What needs to be done: Lines that include "example" make up the answer; copy all of them from the data below.

Stored data:
---------------

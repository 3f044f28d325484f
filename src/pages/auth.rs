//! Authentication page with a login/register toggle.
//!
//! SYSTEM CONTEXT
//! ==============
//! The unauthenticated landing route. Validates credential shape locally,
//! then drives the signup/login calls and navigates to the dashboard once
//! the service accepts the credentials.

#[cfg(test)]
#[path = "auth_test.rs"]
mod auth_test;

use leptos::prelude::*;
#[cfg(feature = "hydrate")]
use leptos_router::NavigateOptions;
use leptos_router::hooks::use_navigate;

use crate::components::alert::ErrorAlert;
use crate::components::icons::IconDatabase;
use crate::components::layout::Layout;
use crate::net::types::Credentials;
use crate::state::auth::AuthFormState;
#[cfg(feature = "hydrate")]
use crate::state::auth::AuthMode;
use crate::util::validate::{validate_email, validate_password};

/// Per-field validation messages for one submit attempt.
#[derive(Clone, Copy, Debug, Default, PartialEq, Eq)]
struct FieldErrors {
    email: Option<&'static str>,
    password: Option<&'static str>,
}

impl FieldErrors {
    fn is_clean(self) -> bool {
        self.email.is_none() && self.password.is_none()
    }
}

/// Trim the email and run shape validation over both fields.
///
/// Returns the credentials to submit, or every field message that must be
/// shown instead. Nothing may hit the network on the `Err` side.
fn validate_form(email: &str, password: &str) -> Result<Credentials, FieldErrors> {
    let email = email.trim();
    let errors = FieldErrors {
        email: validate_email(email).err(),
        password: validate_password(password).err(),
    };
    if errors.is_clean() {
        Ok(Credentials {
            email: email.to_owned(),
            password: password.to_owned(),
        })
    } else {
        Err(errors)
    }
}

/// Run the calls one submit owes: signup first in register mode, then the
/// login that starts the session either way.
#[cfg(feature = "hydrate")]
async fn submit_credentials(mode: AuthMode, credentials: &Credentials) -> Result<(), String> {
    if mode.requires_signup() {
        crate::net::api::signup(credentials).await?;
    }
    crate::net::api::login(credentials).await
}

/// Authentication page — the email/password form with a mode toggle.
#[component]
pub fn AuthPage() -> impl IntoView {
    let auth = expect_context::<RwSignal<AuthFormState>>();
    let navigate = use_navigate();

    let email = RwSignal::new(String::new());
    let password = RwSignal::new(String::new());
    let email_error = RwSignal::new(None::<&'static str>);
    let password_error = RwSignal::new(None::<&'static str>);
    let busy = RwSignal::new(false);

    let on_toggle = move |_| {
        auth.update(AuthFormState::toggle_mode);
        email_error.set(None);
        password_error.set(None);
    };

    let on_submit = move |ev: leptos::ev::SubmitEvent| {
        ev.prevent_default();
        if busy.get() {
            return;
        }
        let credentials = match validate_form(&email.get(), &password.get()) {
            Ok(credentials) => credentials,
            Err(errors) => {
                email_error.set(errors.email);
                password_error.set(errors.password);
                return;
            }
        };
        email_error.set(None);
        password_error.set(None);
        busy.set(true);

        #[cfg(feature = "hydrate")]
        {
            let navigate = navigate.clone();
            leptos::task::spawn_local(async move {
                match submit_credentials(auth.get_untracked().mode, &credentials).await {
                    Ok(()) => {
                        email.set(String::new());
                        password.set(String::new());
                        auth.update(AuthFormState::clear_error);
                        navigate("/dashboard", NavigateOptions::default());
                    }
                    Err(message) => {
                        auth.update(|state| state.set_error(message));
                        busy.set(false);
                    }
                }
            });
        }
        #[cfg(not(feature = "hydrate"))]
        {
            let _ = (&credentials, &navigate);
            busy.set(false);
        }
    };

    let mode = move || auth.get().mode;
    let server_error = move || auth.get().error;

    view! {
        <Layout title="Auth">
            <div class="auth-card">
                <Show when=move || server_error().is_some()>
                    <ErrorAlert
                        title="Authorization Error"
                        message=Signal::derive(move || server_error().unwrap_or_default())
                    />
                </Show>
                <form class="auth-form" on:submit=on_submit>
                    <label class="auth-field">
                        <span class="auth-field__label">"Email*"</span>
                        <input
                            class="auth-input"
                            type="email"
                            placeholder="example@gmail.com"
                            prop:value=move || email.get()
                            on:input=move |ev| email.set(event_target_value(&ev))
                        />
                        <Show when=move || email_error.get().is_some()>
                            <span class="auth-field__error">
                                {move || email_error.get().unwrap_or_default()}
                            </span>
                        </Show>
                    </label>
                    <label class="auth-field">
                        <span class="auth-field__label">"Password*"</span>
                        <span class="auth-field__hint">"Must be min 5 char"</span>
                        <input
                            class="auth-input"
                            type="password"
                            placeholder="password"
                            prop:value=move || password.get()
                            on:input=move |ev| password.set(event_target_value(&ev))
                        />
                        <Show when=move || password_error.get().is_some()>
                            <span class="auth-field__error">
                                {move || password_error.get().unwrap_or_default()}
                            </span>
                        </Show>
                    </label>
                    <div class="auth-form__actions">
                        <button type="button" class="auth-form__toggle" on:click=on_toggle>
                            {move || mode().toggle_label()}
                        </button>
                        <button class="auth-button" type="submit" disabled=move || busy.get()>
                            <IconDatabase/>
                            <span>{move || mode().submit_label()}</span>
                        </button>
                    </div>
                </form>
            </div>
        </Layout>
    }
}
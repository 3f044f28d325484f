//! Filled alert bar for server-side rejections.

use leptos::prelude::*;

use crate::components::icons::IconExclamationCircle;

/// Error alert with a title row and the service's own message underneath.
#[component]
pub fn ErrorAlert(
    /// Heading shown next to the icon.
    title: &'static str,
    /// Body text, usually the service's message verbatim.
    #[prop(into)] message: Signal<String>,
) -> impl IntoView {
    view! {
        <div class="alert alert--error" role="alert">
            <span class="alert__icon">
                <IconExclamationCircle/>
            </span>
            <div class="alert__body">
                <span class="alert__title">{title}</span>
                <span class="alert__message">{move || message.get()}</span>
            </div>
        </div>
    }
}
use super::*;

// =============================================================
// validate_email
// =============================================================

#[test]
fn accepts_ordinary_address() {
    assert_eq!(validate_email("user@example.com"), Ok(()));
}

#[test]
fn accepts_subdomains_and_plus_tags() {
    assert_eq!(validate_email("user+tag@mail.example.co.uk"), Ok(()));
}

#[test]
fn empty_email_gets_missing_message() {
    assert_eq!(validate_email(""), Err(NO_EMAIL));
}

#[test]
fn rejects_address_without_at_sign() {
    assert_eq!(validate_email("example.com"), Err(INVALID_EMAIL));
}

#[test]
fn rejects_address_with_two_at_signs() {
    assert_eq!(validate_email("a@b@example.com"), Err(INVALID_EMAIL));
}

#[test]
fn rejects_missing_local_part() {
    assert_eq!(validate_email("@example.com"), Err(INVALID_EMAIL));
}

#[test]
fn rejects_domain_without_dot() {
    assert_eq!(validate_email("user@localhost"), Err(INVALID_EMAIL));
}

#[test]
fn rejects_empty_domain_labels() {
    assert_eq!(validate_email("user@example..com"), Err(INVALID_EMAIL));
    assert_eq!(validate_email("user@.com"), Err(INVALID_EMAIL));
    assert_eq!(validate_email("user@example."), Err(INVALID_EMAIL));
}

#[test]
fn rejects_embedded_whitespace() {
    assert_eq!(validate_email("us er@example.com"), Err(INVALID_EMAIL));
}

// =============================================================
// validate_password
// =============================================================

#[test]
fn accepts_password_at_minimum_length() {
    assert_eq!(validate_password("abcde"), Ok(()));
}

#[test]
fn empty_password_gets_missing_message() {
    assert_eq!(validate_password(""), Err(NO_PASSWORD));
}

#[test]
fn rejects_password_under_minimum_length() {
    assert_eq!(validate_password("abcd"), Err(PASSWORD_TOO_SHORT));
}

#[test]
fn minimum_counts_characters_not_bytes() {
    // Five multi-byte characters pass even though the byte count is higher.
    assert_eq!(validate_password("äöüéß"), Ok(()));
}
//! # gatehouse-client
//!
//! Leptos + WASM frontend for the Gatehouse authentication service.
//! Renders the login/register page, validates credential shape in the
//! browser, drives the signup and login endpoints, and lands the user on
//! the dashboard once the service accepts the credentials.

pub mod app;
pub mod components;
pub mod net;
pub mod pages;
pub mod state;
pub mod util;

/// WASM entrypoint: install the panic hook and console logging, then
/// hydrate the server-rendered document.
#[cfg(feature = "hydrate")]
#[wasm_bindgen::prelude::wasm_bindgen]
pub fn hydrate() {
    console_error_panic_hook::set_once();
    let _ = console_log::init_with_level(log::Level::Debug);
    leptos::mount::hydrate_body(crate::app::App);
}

---------------

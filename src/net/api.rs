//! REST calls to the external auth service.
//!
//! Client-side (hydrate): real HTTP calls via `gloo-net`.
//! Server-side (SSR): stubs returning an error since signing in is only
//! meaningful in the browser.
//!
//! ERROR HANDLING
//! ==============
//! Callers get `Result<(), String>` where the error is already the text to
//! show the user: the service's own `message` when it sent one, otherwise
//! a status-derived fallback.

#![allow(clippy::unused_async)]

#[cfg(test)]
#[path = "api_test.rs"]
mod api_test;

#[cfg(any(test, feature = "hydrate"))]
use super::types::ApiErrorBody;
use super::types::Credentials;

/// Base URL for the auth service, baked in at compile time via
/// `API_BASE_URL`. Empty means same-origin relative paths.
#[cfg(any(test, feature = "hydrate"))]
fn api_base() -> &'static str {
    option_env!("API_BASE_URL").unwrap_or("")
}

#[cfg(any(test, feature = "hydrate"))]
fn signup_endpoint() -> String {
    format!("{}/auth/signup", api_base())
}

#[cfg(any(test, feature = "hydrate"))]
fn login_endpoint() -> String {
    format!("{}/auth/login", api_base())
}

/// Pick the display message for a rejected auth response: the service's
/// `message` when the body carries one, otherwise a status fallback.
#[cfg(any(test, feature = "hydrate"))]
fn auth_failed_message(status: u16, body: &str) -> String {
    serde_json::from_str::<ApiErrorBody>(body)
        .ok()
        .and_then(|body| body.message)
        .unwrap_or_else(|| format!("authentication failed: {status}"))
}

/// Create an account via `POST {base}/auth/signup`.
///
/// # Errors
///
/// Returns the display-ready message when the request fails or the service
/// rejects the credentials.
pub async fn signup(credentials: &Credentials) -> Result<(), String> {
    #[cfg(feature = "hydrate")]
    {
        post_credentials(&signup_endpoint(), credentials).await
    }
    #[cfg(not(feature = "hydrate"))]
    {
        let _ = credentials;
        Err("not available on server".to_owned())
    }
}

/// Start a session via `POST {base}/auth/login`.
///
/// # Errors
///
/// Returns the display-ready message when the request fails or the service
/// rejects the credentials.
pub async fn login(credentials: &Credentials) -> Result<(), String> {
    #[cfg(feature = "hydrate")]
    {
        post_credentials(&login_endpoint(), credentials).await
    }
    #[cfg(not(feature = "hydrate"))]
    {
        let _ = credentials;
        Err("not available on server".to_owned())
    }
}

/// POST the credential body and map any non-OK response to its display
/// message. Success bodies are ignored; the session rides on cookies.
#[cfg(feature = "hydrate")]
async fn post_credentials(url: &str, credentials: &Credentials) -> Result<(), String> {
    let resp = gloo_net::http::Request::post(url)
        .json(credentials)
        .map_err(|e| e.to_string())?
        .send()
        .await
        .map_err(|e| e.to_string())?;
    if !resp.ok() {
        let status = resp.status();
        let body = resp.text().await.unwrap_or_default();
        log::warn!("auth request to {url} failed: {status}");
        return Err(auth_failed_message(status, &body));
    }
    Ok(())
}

---------------

Final answer:
                            placeholder="example@gmail.com"
    assert_eq!(validate_email("user@example.com"), Ok(()));
    assert_eq!(validate_email("user+tag@mail.example.co.uk"), Ok(()));
    assert_eq!(validate_email("example.com"), Err(INVALID_EMAIL));
    assert_eq!(validate_email("a@b@example.com"), Err(INVALID_EMAIL));
    assert_eq!(validate_email("@example.com"), Err(INVALID_EMAIL));
    assert_eq!(validate_email("user@example..com"), Err(INVALID_EMAIL));
    assert_eq!(validate_email("user@example."), Err(INVALID_EMAIL));
    assert_eq!(validate_email("us er@example.com"), Err(INVALID_EMAIL));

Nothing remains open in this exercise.